- [Task objective] Return only the stretch of the material below that begins with the line containing "use regex::Regex;" and ends with the line containing "pub fn pattern(pattern: &str)", exactly; both of those lines belong to it.

- [Data extract]
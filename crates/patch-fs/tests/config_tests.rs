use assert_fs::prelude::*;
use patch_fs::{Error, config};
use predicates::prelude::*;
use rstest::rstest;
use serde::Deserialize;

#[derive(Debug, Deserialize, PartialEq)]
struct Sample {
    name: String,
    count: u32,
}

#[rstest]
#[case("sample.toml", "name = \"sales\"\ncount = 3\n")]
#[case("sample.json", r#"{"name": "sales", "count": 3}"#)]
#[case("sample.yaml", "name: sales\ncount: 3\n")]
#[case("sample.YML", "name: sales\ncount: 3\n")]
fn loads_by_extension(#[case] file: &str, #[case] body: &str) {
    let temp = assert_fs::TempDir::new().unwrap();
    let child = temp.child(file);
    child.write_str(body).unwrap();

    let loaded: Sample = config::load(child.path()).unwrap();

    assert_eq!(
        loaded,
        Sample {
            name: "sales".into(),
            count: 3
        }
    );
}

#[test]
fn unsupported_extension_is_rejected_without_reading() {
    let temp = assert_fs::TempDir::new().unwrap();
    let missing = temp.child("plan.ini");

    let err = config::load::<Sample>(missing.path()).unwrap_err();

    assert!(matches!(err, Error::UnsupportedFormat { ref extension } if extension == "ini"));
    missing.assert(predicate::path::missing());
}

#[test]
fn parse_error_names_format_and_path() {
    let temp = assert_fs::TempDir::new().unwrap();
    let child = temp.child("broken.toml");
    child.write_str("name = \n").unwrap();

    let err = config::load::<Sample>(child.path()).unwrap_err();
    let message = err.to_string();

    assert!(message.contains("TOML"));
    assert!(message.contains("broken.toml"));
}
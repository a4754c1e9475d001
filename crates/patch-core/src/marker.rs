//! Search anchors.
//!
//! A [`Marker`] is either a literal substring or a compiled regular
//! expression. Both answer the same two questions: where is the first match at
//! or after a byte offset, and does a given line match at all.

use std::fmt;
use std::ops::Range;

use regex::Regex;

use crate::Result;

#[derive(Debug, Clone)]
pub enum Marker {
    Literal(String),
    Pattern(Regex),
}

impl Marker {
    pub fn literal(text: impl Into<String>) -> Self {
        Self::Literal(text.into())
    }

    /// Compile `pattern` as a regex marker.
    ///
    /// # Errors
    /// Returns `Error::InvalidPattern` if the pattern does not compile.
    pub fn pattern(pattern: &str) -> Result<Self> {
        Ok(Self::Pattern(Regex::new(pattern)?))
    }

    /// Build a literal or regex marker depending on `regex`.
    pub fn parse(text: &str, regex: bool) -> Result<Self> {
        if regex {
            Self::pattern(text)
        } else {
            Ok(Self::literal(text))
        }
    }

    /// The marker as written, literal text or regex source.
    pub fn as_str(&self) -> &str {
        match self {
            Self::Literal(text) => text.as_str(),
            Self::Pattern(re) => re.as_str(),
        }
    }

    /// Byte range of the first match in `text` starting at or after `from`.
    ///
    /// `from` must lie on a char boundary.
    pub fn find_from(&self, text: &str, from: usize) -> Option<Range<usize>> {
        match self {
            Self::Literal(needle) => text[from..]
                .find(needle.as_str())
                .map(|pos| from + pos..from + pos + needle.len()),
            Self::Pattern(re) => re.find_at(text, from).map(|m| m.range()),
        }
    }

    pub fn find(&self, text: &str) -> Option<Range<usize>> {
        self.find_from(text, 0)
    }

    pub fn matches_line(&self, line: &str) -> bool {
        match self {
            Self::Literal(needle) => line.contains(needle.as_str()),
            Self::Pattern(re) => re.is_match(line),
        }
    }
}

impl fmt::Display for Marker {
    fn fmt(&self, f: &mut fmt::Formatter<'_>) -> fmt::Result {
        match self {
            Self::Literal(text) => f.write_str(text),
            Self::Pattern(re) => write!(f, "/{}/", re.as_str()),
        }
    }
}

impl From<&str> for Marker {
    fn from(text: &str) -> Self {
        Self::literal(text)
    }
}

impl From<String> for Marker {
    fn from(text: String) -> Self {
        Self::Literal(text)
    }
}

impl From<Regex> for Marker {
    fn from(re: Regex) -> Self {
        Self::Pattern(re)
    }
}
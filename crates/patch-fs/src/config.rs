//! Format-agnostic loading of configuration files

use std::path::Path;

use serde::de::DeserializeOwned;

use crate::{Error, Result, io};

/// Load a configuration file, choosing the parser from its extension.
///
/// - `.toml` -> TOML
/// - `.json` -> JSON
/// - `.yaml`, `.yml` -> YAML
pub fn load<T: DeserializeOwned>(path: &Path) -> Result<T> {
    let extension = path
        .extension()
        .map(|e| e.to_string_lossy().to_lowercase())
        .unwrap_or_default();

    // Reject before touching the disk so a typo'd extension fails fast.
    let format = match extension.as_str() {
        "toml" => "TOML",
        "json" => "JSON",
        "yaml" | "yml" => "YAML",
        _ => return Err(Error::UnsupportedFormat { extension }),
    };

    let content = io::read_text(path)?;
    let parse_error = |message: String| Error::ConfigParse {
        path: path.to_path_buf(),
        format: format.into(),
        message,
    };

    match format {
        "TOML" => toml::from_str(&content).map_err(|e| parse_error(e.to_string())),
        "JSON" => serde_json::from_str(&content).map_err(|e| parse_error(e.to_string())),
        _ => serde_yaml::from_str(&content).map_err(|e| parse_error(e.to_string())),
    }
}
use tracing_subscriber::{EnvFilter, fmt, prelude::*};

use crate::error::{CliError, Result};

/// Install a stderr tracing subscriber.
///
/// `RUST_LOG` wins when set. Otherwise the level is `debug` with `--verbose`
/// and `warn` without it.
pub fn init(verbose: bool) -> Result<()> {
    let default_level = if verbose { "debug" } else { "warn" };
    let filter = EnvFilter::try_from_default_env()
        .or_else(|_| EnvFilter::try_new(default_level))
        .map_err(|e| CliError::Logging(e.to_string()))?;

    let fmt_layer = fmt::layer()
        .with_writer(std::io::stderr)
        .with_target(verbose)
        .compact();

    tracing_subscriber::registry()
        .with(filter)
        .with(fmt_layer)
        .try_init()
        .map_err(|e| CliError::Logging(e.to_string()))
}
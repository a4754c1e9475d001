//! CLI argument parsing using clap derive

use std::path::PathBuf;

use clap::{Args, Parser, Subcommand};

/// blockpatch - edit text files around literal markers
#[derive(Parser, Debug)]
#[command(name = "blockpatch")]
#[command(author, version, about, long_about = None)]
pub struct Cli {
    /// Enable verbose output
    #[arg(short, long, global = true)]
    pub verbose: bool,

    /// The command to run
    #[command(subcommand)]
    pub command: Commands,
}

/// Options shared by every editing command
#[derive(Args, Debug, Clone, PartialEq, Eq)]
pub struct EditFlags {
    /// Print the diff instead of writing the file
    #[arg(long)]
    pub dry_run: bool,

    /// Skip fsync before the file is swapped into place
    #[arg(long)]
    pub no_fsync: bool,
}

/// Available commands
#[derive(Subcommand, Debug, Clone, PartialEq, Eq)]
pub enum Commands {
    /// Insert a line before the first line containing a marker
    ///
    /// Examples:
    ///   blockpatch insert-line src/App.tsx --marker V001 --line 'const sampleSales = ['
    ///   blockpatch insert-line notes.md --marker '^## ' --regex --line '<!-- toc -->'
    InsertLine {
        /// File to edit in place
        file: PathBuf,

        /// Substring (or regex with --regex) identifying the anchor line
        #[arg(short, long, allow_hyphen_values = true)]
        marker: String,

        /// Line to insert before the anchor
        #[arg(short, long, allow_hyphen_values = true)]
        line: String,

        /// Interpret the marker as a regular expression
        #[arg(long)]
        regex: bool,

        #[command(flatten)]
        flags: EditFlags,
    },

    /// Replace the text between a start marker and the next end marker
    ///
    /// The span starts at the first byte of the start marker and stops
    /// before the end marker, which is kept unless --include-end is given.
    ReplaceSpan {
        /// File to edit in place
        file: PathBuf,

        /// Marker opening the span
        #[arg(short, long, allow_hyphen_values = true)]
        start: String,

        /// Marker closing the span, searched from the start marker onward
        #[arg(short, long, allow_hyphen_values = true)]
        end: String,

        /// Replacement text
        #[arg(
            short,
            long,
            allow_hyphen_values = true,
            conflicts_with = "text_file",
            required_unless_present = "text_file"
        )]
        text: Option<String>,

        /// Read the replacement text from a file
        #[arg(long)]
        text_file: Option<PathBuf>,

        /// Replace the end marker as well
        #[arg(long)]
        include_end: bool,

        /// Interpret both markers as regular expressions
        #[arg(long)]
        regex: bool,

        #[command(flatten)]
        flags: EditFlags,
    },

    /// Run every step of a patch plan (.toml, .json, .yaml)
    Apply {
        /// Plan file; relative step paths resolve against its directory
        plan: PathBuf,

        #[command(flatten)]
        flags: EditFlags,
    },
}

- [Task answer]
use regex::Regex;

use crate::Result;

#[derive(Debug, Clone)]
pub enum Marker {
    Literal(String),
    Pattern(Regex),
}

impl Marker {
    pub fn literal(text: impl Into<String>) -> Self {
        Self::Literal(text.into())
    }

    /// Compile `pattern` as a regex marker.
    ///
    /// # Errors
    /// Returns `Error::InvalidPattern` if the pattern does not compile.
    pub fn pattern(pattern: &str) -> Result<Self> {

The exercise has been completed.